Várias são as decisões apontando que, havendo
tolerância de uso por parte dos demais condôminos, não há que se falar em
usucapião, em regra. Como
exceção, surgem os casos de posse própria, em que se abre a possibilidade da
usucapião (por todos: “Usucapião.
Condomínio. 1. Pode o condômino usucapir, desde que exerça posse própria
sobre o imóvel, posse exclusiva. Caso, porém, em que o condomínio exercia a
posse em nome dos demais condôminos. Improcedência da ação (Código Civil, arts.
487 e 640). 2. Espécie em que não se aplica o art. 1.772, § 2.º, do CC. 3.

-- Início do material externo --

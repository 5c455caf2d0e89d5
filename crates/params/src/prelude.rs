//! Re-exports of the most commonly used params types.

pub use crate::{
    errors::{ParamsError, ParamsResult, TagError},
    scdb::ScdbParams,
    sidechain::{SidechainParams, SidechainTable},
    types::{SidechainIdx, Tag, TAG_SIZE},
};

Recurso especial não conhecido” (STJ, REsp 10.978/RJ, Rel. Min. Nilson Naves,
3.ª Turma, j. 25.05.1993, DJ
09.08.1993, p. 15.228).
Do ano de 1999, cite-se decisão
do Superior Tribunal de Justiça no mínimo inovadora, cujo relator foi o então
Ministro Ruy Rosado de Aguiar. Aplicando a boa-fé objetiva, particularmente a supressio,
que é a perda de um direito ou de uma posição jurídica pelo seu não exercício
no tempo, o julgado possibilitou, de forma indireta, a usucapião de uma área comum
em um condomínio edilício – parte do corredor que dava acesso a alguns
apartamentos. Essa foi a conclusão, mesmo havendo, aparentemente, um ato de
mera tolerância por parte do condomínio. Vejamos a ementa do acórdão:
“Condomínio. Área comum. Prescrição. Boa-fé. Área
destinada a corredor, que perdeu sua finalidade com a alteração do projeto e
veio a ser ocupada com exclusividade por alguns condôminos, com a concordância
dos demais. Consolidada a situação há mais de vinte anos sobre área não
indispensável à existência do condomínio, é de ser mantido o status quo.

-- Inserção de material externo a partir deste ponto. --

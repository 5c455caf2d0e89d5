//! CLI for inspecting deposits, params and sidechain DB traces.

mod cli;
mod handlers;
mod params;
mod trace;

use anyhow::{Error, Result};
use clap::Parser;
use scdb_common::logging::{self, LoggerConfig};

use crate::handlers::{deposit, params as params_handler, replay};

#[tokio::main]
async fn main() -> Result<(), Error> {
    let cli = cli::Cli::parse();

    let mut logger = LoggerConfig::with_base_name("scdb-cli");
    if cli.verbose {
        logger.set_default_directive("debug");
    }
    logging::init(logger);

    match cli.command {
        cli::Commands::Deposit(args) => deposit::handle_deposit(args),
        cli::Commands::Params(args) => params_handler::handle_params(args),
        cli::Commands::Replay(args) => replay::handle_replay(args).await,
    }
}
//! The top-level consensus parameters of the sidechain DB.

use serde::{Deserialize, Serialize};

use crate::{
    default::{
        BUNDLE_COMMIT_TAG, COMMITMENT_TAG, DEPOSIT_FLAG, INITIAL_WORKSCORE, MAX_COMBINATION_SIZE,
        MAX_BUFFERED_HEIGHTS, MAX_PACKAGES_PER_HEIGHT,
    },
    errors::{ParamsError, ParamsResult},
    sidechain::{SidechainParams, SidechainTable},
    types::{SidechainIdx, Tag},
};

/// The parameters that every node must agree upon to compute the same sidechain DB state.
///
/// Apart from the reconciler limits, all of these are consensus-critical: a node with a different
/// sidechain table or different tags will compute different commitments and stall.
#[derive(Debug, Clone, PartialEq, Eq, Serialize, Deserialize)]
pub struct ScdbParams {
    /// The flag bytes that mark an output script as a sidechain deposit.
    pub deposit_flag: Tag,

    /// The tag of the coinbase output that commits to the sidechain DB hash.
    pub commitment_tag: Tag,

    /// The tag of the coinbase output that proposes a withdrawal bundle.
    pub bundle_commit_tag: Tag,

    /// The workscore of a bundle seeded from a coinbase proposal.
    pub initial_workscore: u16,

    /// The maximum number of buffered packages merged into a single candidate.
    ///
    /// Not consensus-critical, it only bounds how hard a node tries before declaring a stall.
    pub max_combination_size: usize,

    /// The maximum number of distinct packages buffered per height.
    ///
    /// Not consensus-critical. Once a height is full, the oldest package makes room for the new
    /// one.
    pub max_packages_per_height: usize,

    /// How many heights ahead of the last processed block packages are buffered for.
    ///
    /// Not consensus-critical. Bounds the buffer together with `max_packages_per_height`.
    #[serde(default = "default_max_buffered_heights")]
    pub max_buffered_heights: u64,

    /// The registered sidechains.
    pub sidechains: SidechainTable,
}

const fn default_max_buffered_heights() -> u64 {
    MAX_BUFFERED_HEIGHTS
}

impl Default for ScdbParams {
    fn default() -> Self {
        Self {
            deposit_flag: Tag::new(DEPOSIT_FLAG),
            commitment_tag: Tag::new(COMMITMENT_TAG),
            bundle_commit_tag: Tag::new(BUNDLE_COMMIT_TAG),
            initial_workscore: INITIAL_WORKSCORE,
            max_combination_size: MAX_COMBINATION_SIZE,
            max_packages_per_height: MAX_PACKAGES_PER_HEIGHT,
            max_buffered_heights: MAX_BUFFERED_HEIGHTS,
            sidechains: SidechainTable::default(),
        }
    }
}

impl ScdbParams {
    /// Creates default params with a custom sidechain table.
    pub fn with_sidechains(sidechains: SidechainTable) -> Self {
        Self {
            sidechains,
            ..Default::default()
        }
    }

    /// Returns the params of the sidechain at `idx`, if it is registered.
    pub fn sidechain(&self, idx: SidechainIdx) -> Option<&SidechainParams> {
        self.sidechains.get(idx)
    }

    /// Validates the cross-field constraints that the sidechain table alone cannot check.
    pub fn validate(&self) -> ParamsResult<()> {
        for sidechain in self.sidechains.iter() {
            sidechain.validate()?;

            if self.initial_workscore >= sidechain.min_workscore {
                return Err(ParamsError::InitialWorkscoreTooHigh {
                    idx: sidechain.idx,
                    initial: self.initial_workscore,
                });
            }
        }

        if self.max_combination_size == 0
            || self.max_packages_per_height == 0
            || self.max_buffered_heights == 0
        {
            return Err(ParamsError::InvalidReconcilerLimits);
        }

        Ok(())
    }

    /// Parses and validates params from a TOML document.
    pub fn from_toml_str(s: &str) -> ParamsResult<Self> {
        let params: Self = toml::from_str(s).map_err(|e| ParamsError::Parse(e.to_string()))?;
        params.validate()?;

        Ok(params)
    }
}

#[cfg(test)]
mod tests {
    use super::*;

    #[test]
    fn test_scdb_params_serde() {
        let params = ScdbParams::default();
        let serialized = toml::to_string(&params).unwrap();

        let deserialized = ScdbParams::from_toml_str(&serialized).unwrap();

        assert_eq!(params, deserialized);

        let params_toml = r#"
            deposit_flag = "0e0d0d0e"
            commitment_tag = "53434442"
            bundle_commit_tag = "57545052"
            initial_workscore = 0
            max_combination_size = 2
            max_packages_per_height = 8

            [[sidechains]]
            idx = 0
            name = "test"

            [[sidechains]]
            idx = 7
            name = "fast"
            verification_period = 10
            min_workscore = 5
        "#;
        let parsed = ScdbParams::from_toml_str(params_toml)
            .expect("must be able to deserialize ScdbParams from a toml");

        assert_eq!(parsed.sidechains.len(), 2);
        assert_eq!(parsed.sidechain(0).unwrap().verification_period, 300);
        assert_eq!(parsed.sidechain(7).unwrap().min_workscore, 5);
        assert_eq!(parsed.deposit_flag, ScdbParams::default().deposit_flag);
        assert_eq!(parsed.max_buffered_heights, MAX_BUFFERED_HEIGHTS);
    }

    #[test]
    fn test_invalid_params_are_rejected() {
        let bad_table = r#"
            deposit_flag = "0e0d0d0e"
            commitment_tag = "53434442"
            bundle_commit_tag = "57545052"
            initial_workscore = 0
            max_combination_size = 2
            max_packages_per_height = 8

            [[sidechains]]
            idx = 1
            name = "broken"
            verification_period = 10
            min_workscore = 20
        "#;
        assert!(ScdbParams::from_toml_str(bad_table).is_err());

        let params = ScdbParams {
            initial_workscore: 100,
            ..Default::default()
        };
        assert_eq!(
            params.validate(),
            Err(ParamsError::InitialWorkscoreTooHigh {
                idx: 0,
                initial: 100
            })
        );

        let params = ScdbParams {
            max_combination_size: 0,
            ..Default::default()
        };
        assert_eq!(params.validate(), Err(ParamsError::InvalidReconcilerLimits));

        let params = ScdbParams {
            max_buffered_heights: 0,
            ..Default::default()
        };
        assert_eq!(params.validate(), Err(ParamsError::InvalidReconcilerLimits));
    }
}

Aplicação do princípio da boa-fé (supressio). Recurso conhecido e
provido” (STJ, REsp 214.680/SP, Rel.
Min. Ruy Rosado de Aguiar, 4.ª Turma, j. 10.08.1999, DJ 16.11.1999, p. 214).

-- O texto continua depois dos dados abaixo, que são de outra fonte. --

//! Random bitcoin-level values.

use bitcoin::{
    hashes::Hash,
    key::rand::{rngs::OsRng, Rng},
};
use scdb_primitives::hashes::{ScdbHash, WtPrimeHash};

/// Generates a random withdrawal bundle hash.
pub fn generate_wt_prime() -> WtPrimeHash {
    let mut hash = [0u8; 32];
    OsRng.fill(&mut hash);

    WtPrimeHash::from_byte_array(hash)
}

/// Generates a random sidechain DB commitment.
pub fn generate_scdb_hash() -> ScdbHash {
    let mut hash = [0u8; 32];
    OsRng.fill(&mut hash);

    ScdbHash::from_byte_array(hash)
}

O entendimento consubstanciado no julgado parece ser
a tendência seguida pela nova modalidade de usucapião, na menção à propriedade
dividida pelos cônjuges ou companheiros.
Por certo, vários debates jurídicos
surgirão a respeito dessa nova modalidade de usucapião especial urbana, que
representa, a meu ver, interessante inovação, com grande amplitude social. Para
solucionar os problemas é que existem os intérpretes, os advogados, os
julgadores, os professores, os doutrinadores, os profissionais da área jurídica
em geral. Aceitemos
os bônus e os ônus, enfrentando os desafios que virão.